Microsoft Office Tutorials and References
In Depth Information
Creating Formulas
But let’s face it: nobody particularly likes math,
especially complex math that involves several
calculations, each dependent on the last result
being correct. For example, after calculating the
Second Quarter sales total for the Northwest
Region, you might want to add that total to the
Second Quarter totals for the Midwest, Western,
and Southern Regions so you can see how well
the company is doing overall. If you were
calculating this by hand (or even with a calculator),
and you made a mistake in calculating the
Northwest Region’s sales total, then the company
total would be wrong as well. With Excel, you
can easily create one total and then reference
that total in another formula, without having to
reenter the formula for calculating the first total
all over again.
If you make changes to your data, Excel
automatically recalculates your formulas. For
example, if you change the May sales total for the
Northwest Region from $110,250 to $112,750,
then the second quarter sales total changes
automatically from $329,850 to $332,350 (for
example). Excel can handle anything from simple
calculations, such as adding two numbers together,
to complex calculations, such as adding only
the May sales values from each salesperson and
dividing by the total number of salespeople to
calculate the average sales amount for May.
Creating Formulas
To create a formula, you type it into
a cell. After you press Enter, the result of the
calculation is displayed (rather than the formula
itself). If you click the cell, the formula you typed
appears in the Formula bar (see Figure 2-2). All
formulas begin with an equals (=) sign, and
typically include a reference to one or more cells.

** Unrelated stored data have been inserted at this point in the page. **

//! Configuration for price_tracker_rust

use anyhow::{anyhow, Result};
use pricewatch_core::clients::coingecko::{DEFAULT_API_KEY_HEADER, DEFAULT_BASE_URL};
use pricewatch_core::{CoinGeckoConfig, ConsoleDisplay, Thresholds, TrackerSettings};
use std::env;
use std::io::Write;
use std::time::Duration;

#[derive(Debug, Clone)]
pub struct TrackerConfig {
    // Polling
    pub refresh_interval_secs: u64,
    pub freshness_window_secs: u64,
    pub max_assets: usize,
    pub currency: String,

    // Classification, in percent
    pub min_change_pct: f64,
    pub alert_change_pct: f64,

    // Data source
    pub api_base_url: String,
    pub api_key: Option<String>,
    pub api_key_header: String,
    pub http_timeout_secs: u64,
    pub offline: bool,

    // Monitoring
    pub stats_every_rounds: u64,
}

impl TrackerConfig {
    pub fn from_env() -> Result<Self> {
        Self::from_lookup(|name| env::var(name).ok())
    }

    /// Load from an arbitrary variable lookup. Missing variables take their defaults.
    pub fn from_lookup<F>(lookup: F) -> Result<Self>
    where
        F: Fn(&str) -> Option<String>,
    {
        let refresh_interval_secs = parse_u64(&lookup, "PRICEWATCH_REFRESH_INTERVAL_SECS", 100)?;
        let freshness_window_secs =
            parse_u64(&lookup, "PRICEWATCH_FRESHNESS_WINDOW_SECS", refresh_interval_secs)?;
        let min_change_pct = parse_f64(&lookup, "PRICEWATCH_MIN_CHANGE_PCT", 0.001)?;
        let alert_change_pct = parse_f64(&lookup, "PRICEWATCH_ALERT_CHANGE_PCT", 0.01)?;
        let max_assets = parse_usize(&lookup, "PRICEWATCH_MAX_ASSETS", 5)?;
        let currency = lookup("PRICEWATCH_CURRENCY")
            .map(|c| c.trim().to_lowercase())
            .unwrap_or_else(|| "usd".to_string());

        // Validate
        if refresh_interval_secs == 0 {
            return Err(anyhow!("PRICEWATCH_REFRESH_INTERVAL_SECS must be > 0"));
        }
        if freshness_window_secs == 0 {
            return Err(anyhow!("PRICEWATCH_FRESHNESS_WINDOW_SECS must be > 0"));
        }
        if max_assets == 0 {
            return Err(anyhow!("PRICEWATCH_MAX_ASSETS must be > 0"));
        }
        if currency.is_empty() {
            return Err(anyhow!("PRICEWATCH_CURRENCY must not be empty"));
        }
        if min_change_pct < 0.0 || alert_change_pct < 0.0 {
            return Err(anyhow!(
                "PRICEWATCH_MIN_CHANGE_PCT and PRICEWATCH_ALERT_CHANGE_PCT must be >= 0"
            ));
        }
        if min_change_pct >= alert_change_pct {
            return Err(anyhow!(
                "PRICEWATCH_MIN_CHANGE_PCT must be < PRICEWATCH_ALERT_CHANGE_PCT"
            ));
        }

        Ok(Self {
            refresh_interval_secs,
            freshness_window_secs,
            max_assets,
            currency,

            min_change_pct,
            alert_change_pct,

            api_base_url: lookup("PRICEWATCH_API_BASE_URL")
                .unwrap_or_else(|| DEFAULT_BASE_URL.to_string()),
            api_key: lookup("PRICEWATCH_API_KEY")
                .map(|k| k.trim().to_string())
                .filter(|k| !k.is_empty()),
            api_key_header: lookup("PRICEWATCH_API_KEY_HEADER")
                .unwrap_or_else(|| DEFAULT_API_KEY_HEADER.to_string()),
            http_timeout_secs: parse_u64(&lookup, "PRICEWATCH_HTTP_TIMEOUT_SECS", 30)?,
            offline: parse_bool(&lookup, "PRICEWATCH_OFFLINE", true)?,

            stats_every_rounds: parse_u64(&lookup, "PRICEWATCH_STATS_EVERY_ROUNDS", 12)?,
        })
    }

    pub fn thresholds(&self) -> Result<Thresholds> {
        Ok(Thresholds::new(self.min_change_pct, self.alert_change_pct)?)
    }

    pub fn tracker_settings(&self) -> Result<TrackerSettings> {
        Ok(TrackerSettings {
            interval: Duration::from_secs(self.refresh_interval_secs),
            freshness_window_secs: i64::try_from(self.freshness_window_secs)
                .map_err(|_| anyhow!("PRICEWATCH_FRESHNESS_WINDOW_SECS is too large"))?,
            max_assets: self.max_assets,
            thresholds: self.thresholds()?,
            stats_every_rounds: self.stats_every_rounds,
        })
    }

    /// Console sink labelling prices with the configured currency
    pub fn console_display<W: Write + Send>(&self, out: W, colored: bool) -> ConsoleDisplay<W> {
        ConsoleDisplay::with_writer(out, &self.currency, colored)
    }

    pub fn coingecko_config(&self) -> CoinGeckoConfig {
        CoinGeckoConfig {
            base_url: self.api_base_url.clone(),
            api_key: self.api_key.clone(),
            api_key_header: self.api_key_header.clone(),
            timeout: Duration::from_secs(self.http_timeout_secs),
        }
    }
}

/// Parse variable as f64 with default fallback
fn parse_f64<F: Fn(&str) -> Option<String>>(lookup: &F, var_name: &str, default: f64) -> Result<f64> {
    match lookup(var_name) {
        Some(val) => val
            .trim()
            .parse()
            .map_err(|_| anyhow!("{} must be a valid f64", var_name)),
        None => Ok(default),
    }
}

/// Parse variable as u64 with default fallback
fn parse_u64<F: Fn(&str) -> Option<String>>(lookup: &F, var_name: &str, default: u64) -> Result<u64> {
    match lookup(var_name) {
        Some(val) => val
            .trim()
            .parse()
            .map_err(|_| anyhow!("{} must be a valid u64", var_name)),
        None => Ok(default),
    }
}

/// Parse variable as usize with default fallback
fn parse_usize<F: Fn(&str) -> Option<String>>(lookup: &F, var_name: &str, default: usize) -> Result<usize> {
    match lookup(var_name) {
        Some(val) => val
            .trim()
            .parse()
            .map_err(|_| anyhow!("{} must be a valid usize", var_name)),
        None => Ok(default),
    }
}

/// Parse variable as bool (`true`/`false`, any case) with default fallback
fn parse_bool<F: Fn(&str) -> Option<String>>(lookup: &F, var_name: &str, default: bool) -> Result<bool> {
    match lookup(var_name) {
        Some(val) => val
            .trim()
            .to_lowercase()
            .parse()
            .map_err(|_| anyhow!("{} must be true or false", var_name)),
        None => Ok(default),
    }
}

The values in the referenced cells are used when
calculating the formula result. These cell values
can be static (meaning they don’t change) or the
result of another formula. For example, in cell
E12, you might enter a formula that adds monthly
sales for the Northwest Region to calculate the
Second Quarter sales total. In cell E16, you
might enter a different formula that references
the value in cell E12, adding it to the Second
Quarter totals for the other regions. If you have
to change the Northwest Region’s May sales
amount later on, the total in cells E12 and E16
are automatically recalculated for you.